-- Exercise directions --
Should a line in the entries below contain "table", return that line.
━━━━━━━━━━━━━━━━
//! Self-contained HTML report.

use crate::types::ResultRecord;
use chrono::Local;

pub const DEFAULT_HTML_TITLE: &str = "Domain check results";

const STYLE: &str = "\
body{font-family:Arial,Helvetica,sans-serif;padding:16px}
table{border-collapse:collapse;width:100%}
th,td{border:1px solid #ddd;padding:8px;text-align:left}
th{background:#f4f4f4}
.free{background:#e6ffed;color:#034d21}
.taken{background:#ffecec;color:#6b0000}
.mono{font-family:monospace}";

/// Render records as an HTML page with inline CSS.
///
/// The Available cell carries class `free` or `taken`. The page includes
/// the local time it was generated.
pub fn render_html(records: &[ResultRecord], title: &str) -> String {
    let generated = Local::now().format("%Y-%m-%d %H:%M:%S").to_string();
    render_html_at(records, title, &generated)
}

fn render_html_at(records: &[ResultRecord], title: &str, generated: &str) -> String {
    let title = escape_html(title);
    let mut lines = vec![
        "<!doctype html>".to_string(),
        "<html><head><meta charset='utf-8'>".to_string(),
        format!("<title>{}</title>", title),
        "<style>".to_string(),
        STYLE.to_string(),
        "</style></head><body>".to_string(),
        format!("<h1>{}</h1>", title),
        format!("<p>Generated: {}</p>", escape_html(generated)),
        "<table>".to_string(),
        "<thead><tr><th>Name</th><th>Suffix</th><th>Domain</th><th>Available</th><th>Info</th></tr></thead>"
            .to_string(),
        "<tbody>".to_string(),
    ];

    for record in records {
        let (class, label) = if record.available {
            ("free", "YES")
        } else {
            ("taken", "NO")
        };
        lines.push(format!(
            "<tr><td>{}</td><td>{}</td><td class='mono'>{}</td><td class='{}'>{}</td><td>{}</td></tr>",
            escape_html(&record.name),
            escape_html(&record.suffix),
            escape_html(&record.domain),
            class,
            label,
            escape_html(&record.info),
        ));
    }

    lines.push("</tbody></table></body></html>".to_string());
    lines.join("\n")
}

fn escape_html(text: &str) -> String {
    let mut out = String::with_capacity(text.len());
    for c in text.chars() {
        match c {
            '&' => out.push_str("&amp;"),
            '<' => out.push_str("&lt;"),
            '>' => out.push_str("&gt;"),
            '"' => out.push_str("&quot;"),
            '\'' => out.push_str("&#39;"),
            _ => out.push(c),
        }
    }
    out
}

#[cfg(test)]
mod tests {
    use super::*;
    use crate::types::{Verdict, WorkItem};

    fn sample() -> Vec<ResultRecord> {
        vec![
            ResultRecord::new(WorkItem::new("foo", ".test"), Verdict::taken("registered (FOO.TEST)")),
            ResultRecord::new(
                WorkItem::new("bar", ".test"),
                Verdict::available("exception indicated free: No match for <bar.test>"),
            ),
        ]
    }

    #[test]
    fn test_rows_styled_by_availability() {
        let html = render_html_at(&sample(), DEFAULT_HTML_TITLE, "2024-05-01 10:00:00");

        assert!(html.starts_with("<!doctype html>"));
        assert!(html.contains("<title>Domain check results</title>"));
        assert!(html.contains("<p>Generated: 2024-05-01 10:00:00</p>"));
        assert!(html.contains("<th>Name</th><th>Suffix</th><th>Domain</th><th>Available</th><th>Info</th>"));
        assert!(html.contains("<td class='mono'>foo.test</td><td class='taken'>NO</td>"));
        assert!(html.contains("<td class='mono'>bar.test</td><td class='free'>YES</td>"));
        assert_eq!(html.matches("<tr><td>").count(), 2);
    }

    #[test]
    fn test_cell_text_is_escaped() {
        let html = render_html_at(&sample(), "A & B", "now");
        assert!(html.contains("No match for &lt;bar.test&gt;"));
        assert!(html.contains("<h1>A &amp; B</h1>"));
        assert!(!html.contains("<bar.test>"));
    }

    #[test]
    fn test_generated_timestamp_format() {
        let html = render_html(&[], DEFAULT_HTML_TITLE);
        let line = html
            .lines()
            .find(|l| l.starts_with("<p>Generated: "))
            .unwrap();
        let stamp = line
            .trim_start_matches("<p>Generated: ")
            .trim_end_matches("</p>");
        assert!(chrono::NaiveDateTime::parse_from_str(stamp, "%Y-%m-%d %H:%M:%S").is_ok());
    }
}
━━━━━━━━━━━━━━━━
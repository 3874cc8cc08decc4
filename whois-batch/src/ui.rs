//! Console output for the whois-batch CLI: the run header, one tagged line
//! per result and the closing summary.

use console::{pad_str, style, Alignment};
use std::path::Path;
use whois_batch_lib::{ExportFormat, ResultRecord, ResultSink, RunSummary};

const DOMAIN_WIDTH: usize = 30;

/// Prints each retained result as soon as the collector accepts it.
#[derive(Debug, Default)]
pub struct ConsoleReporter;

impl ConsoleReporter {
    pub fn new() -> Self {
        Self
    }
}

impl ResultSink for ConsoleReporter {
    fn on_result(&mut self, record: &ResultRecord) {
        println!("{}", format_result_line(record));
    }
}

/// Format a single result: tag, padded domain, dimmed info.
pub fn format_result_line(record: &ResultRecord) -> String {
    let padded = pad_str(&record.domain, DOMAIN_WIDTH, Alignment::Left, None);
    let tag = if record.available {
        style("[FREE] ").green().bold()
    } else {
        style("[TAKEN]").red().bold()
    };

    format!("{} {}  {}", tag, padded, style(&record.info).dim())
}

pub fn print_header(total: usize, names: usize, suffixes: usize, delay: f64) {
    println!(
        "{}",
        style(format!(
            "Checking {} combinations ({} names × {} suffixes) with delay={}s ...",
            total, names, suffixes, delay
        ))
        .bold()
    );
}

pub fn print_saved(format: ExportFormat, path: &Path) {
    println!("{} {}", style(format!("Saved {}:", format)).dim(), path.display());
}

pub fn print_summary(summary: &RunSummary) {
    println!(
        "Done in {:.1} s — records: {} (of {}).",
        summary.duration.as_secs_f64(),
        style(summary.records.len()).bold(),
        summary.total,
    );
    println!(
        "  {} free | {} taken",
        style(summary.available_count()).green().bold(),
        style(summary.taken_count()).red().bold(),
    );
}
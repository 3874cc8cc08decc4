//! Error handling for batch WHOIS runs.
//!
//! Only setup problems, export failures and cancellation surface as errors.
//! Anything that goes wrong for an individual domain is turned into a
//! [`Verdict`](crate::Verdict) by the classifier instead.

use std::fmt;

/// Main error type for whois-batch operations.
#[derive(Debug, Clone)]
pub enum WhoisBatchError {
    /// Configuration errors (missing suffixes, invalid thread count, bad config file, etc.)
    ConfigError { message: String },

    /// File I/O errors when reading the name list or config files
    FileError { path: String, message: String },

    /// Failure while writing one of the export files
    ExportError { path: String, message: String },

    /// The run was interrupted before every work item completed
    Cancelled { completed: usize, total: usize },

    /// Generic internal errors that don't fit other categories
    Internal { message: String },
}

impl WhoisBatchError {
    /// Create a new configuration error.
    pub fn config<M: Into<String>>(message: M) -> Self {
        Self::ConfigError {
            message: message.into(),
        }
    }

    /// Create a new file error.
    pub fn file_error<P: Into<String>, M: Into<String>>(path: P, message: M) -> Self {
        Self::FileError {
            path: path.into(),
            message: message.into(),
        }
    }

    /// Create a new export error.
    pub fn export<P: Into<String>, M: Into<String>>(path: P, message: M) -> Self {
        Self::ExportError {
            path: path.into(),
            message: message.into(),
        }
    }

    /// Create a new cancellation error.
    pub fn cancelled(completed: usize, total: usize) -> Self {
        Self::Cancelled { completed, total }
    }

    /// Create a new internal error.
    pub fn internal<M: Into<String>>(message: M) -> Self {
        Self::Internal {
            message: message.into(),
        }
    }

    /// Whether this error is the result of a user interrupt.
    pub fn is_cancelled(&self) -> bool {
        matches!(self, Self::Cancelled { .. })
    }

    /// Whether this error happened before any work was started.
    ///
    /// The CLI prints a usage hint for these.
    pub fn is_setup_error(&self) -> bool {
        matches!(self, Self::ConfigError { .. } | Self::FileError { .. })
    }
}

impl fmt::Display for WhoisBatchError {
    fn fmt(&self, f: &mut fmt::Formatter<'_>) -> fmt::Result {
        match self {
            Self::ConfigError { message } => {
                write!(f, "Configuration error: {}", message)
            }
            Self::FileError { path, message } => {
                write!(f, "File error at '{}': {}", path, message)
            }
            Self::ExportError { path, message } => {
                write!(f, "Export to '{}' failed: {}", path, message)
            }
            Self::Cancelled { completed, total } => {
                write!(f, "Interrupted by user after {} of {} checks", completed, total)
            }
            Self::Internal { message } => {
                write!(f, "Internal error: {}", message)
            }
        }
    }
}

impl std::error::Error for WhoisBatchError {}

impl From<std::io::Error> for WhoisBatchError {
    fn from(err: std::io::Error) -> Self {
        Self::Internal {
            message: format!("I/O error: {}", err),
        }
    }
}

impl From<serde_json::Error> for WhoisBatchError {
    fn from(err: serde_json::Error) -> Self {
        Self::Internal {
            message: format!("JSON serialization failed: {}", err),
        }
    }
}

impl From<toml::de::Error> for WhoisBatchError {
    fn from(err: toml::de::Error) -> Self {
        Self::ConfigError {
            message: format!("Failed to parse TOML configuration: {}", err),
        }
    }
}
━━━━━━━━━━━━━━━━
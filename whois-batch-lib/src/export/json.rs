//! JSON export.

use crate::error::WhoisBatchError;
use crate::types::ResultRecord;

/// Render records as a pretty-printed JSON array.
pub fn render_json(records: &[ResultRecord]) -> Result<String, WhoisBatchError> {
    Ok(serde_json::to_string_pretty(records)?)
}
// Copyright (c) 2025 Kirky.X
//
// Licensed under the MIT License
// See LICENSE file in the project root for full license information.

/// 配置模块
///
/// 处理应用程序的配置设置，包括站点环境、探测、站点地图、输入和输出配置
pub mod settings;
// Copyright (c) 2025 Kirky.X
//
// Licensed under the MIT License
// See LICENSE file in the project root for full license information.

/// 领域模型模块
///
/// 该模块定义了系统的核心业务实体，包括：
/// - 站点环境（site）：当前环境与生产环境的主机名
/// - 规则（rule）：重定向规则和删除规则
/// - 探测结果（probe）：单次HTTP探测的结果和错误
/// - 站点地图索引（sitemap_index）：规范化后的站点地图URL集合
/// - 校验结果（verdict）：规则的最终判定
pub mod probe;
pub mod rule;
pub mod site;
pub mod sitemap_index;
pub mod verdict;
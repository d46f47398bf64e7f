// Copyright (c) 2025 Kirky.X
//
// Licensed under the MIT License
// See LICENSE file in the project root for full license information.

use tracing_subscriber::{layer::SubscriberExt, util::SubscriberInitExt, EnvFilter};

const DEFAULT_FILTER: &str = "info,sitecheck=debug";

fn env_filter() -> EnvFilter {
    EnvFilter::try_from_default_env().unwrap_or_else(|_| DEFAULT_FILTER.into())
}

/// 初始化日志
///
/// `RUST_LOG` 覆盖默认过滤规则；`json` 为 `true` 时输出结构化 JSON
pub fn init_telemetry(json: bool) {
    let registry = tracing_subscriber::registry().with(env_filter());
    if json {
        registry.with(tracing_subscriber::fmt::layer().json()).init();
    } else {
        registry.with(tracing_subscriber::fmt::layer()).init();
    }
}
━━━━━━━━━━━━━━━━
-- Response area --
table{border-collapse:collapse;width:100%}
        "<table>".to_string(),
    lines.push("</tbody></table></body></html>".to_string());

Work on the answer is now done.